Huawei Cloud Cce Workload Failure Diagnoser

Other

Huawei Cloud CCE workload failure diagnosis skill using Python SDK dispatcher. Use this skill when the user wants to: (1) diagnose Deployment/StatefulSet/DaemonSet rollout failures, (2) analyze workload replica shortages and update rollback issues, (3) diagnose probe-related readiness failures (startup, liveness, readiness), (4) identify ReplicaSet creation blocked by quota, admission, or webhook rejection, (5) detect control-plane-not-observed issues (observedGeneration lag), (6) check workload status, events and metrics comprehensively. Trigger: user mentions "workload failure", "工作负载故障", "Deployment rollback", "Deployment 回滚", "rollout stuck", "发布失败", "replica unavailable", "副本不可用", "workload diagnosis", "工作负载诊断", "workload unavailable", "负载异常", "Service unreachable", "Service 不通", "probe failure", "探针失败", "ReplicaSet blocked", "ReplicaSet 阻塞", "observedGeneration lag", "控制面未观测"

Install

openclaw skills install huawei-cloud-cce-workload-failure-diagnoser

Huawei Cloud CCE Workload Failure Diagnoser

⚠️ Execution Method (Must Read): This skill executes diagnosis via local Python scripts using the scripts/huawei-cloud.py dispatcher. Using hcloud, kubectl, or other CLI tools or direct API calls is prohibited.

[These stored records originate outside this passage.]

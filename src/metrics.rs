//! Lightweight metrics for the monitoring core
//!
//! In-memory counters covering the probe pass and monitor lifecycle, queried
//! by hosts for diagnostics or logged periodically.
//!
//! ## Design
//!
//! - Lock-free atomic counters for high-frequency operations
//! - DashMap for low-contention timing storage

use std::sync::atomic::{AtomicU64, Ordering};
use std::sync::Arc;
use std::time::Duration;

use dashmap::DashMap;

/// Global metrics registry (singleton)
static METRICS: once_cell::sync::Lazy<Arc<Metrics>> =
    once_cell::sync::Lazy::new(|| Arc::new(Metrics::new()));

/// Get the global metrics instance
pub fn metrics() -> &'static Arc<Metrics> {
    &METRICS
}

/// Metrics registry for probe and monitor activity
#[derive(Debug)]
pub struct Metrics {
    // Probe pass counters
    probes_run: AtomicU64,
    probe_failures: AtomicU64,
    probe_panics: AtomicU64,

    // Monitor lifecycle counters
    monitors_created: AtomicU64,
    monitors_retired: AtomicU64,

    // Watch activity counters
    checks_run: AtomicU64,
    external_edits_detected: AtomicU64,

    // Timings (operation name -> durations in microseconds)
    operation_timings: DashMap<String, Vec<u64>>,
}

/// Point-in-time copy of the counters, for logging and host diagnostics.
#[derive(Debug, Clone, PartialEq, Eq)]
pub struct MetricsSnapshot {
    pub probes_run: u64,
    pub probe_failures: u64,
    pub probe_panics: u64,
    pub monitors_created: u64,
    pub monitors_retired: u64,
    pub checks_run: u64,
    pub external_edits_detected: u64,
}

/// Summary statistics for one timed operation.
#[derive(Debug, Clone, PartialEq, Eq)]
pub struct TimingStats {
    pub count: usize,
    pub mean_us: u64,
    pub max_us: u64,
}

impl Metrics {
    /// Creates a new metrics registry
    pub fn new() -> Self {
        Self {
            probes_run: AtomicU64::new(0),
            probe_failures: AtomicU64::new(0),
            probe_panics: AtomicU64::new(0),
            monitors_created: AtomicU64::new(0),
            monitors_retired: AtomicU64::new(0),
            checks_run: AtomicU64::new(0),
            external_edits_detected: AtomicU64::new(0),
            operation_timings: DashMap::new(),
        }
    }

    /// Records one detector probe
    pub fn record_probe(&self) {
        self.probes_run.fetch_add(1, Ordering::Relaxed);
    }

    /// Records a probe that reported an error
    pub fn record_probe_failure(&self) {
        self.probe_failures.fetch_add(1, Ordering::Relaxed);
    }

    /// Records a probe that panicked and was contained
    pub fn record_probe_panic(&self) {
        self.probe_panics.fetch_add(1, Ordering::Relaxed);
    }

    /// Records a monitor construction
    pub fn record_monitor_created(&self) {
        self.monitors_created.fetch_add(1, Ordering::Relaxed);
    }

    /// Records a monitor retirement
    pub fn record_monitor_retired(&self) {
        self.monitors_retired.fetch_add(1, Ordering::Relaxed);
    }

    /// Records one monitor check pass
    pub fn record_check(&self) {
        self.checks_run.fetch_add(1, Ordering::Relaxed);
    }

    /// Records an external-edit transition reported to the consumer
    pub fn record_external_edit(&self) {
        self.external_edits_detected.fetch_add(1, Ordering::Relaxed);
    }

    /// Records the duration of a named operation
    pub fn record_timing(&self, operation: &str, duration: Duration) {
        let micros = duration.as_micros() as u64;
        self.operation_timings
            .entry(operation.to_string())
            .or_default()
            .push(micros);
    }

    /// Summary statistics for a named operation, if any samples exist
    pub fn timing_stats(&self, operation: &str) -> Option<TimingStats> {
        let samples = self.operation_timings.get(operation)?;
        if samples.is_empty() {
            return None;
        }
        let count = samples.len();
        let sum: u64 = samples.iter().sum();
        let max = samples.iter().copied().max().unwrap_or(0);
        Some(TimingStats {
            count,
            mean_us: sum / count as u64,
            max_us: max,
        })
    }

    /// Copies the current counter values
    pub fn snapshot(&self) -> MetricsSnapshot {
        MetricsSnapshot {
            probes_run: self.probes_run.load(Ordering::Relaxed),
            probe_failures: self.probe_failures.load(Ordering::Relaxed),
            probe_panics: self.probe_panics.load(Ordering::Relaxed),
            monitors_created: self.monitors_created.load(Ordering::Relaxed),
            monitors_retired: self.monitors_retired.load(Ordering::Relaxed),
            checks_run: self.checks_run.load(Ordering::Relaxed),
            external_edits_detected: self.external_edits_detected.load(Ordering::Relaxed),
        }
    }
}

impl Default for Metrics {
    fn default() -> Self {
        Self::new()
    }
}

All actions are dispatched through scripts/huawei-cloud.py with --action <action_name> and --params <json_params>

All scripts and environment check scripts are inside the skill package. You must use skill action=exec to execute them; do not run them directly in a shell

For action names and parameters, see the Core Commands section below

Do not attempt hcloud, kubectl, curl IAM, or other CLI/API methods. This skill does not depend on these tools

All paths are relative to the skill directory, which is the directory where this SKILL.md resides

Overview

This skill diagnoses CCE workload rollout failures, replica availability issues, and probe-related readiness failures for Deployment, StatefulSet, and DaemonSet workloads. It builds evidence from controller state, version ownership, and event trees, then drills down into abnormal Pods using Pod diagnosis logic.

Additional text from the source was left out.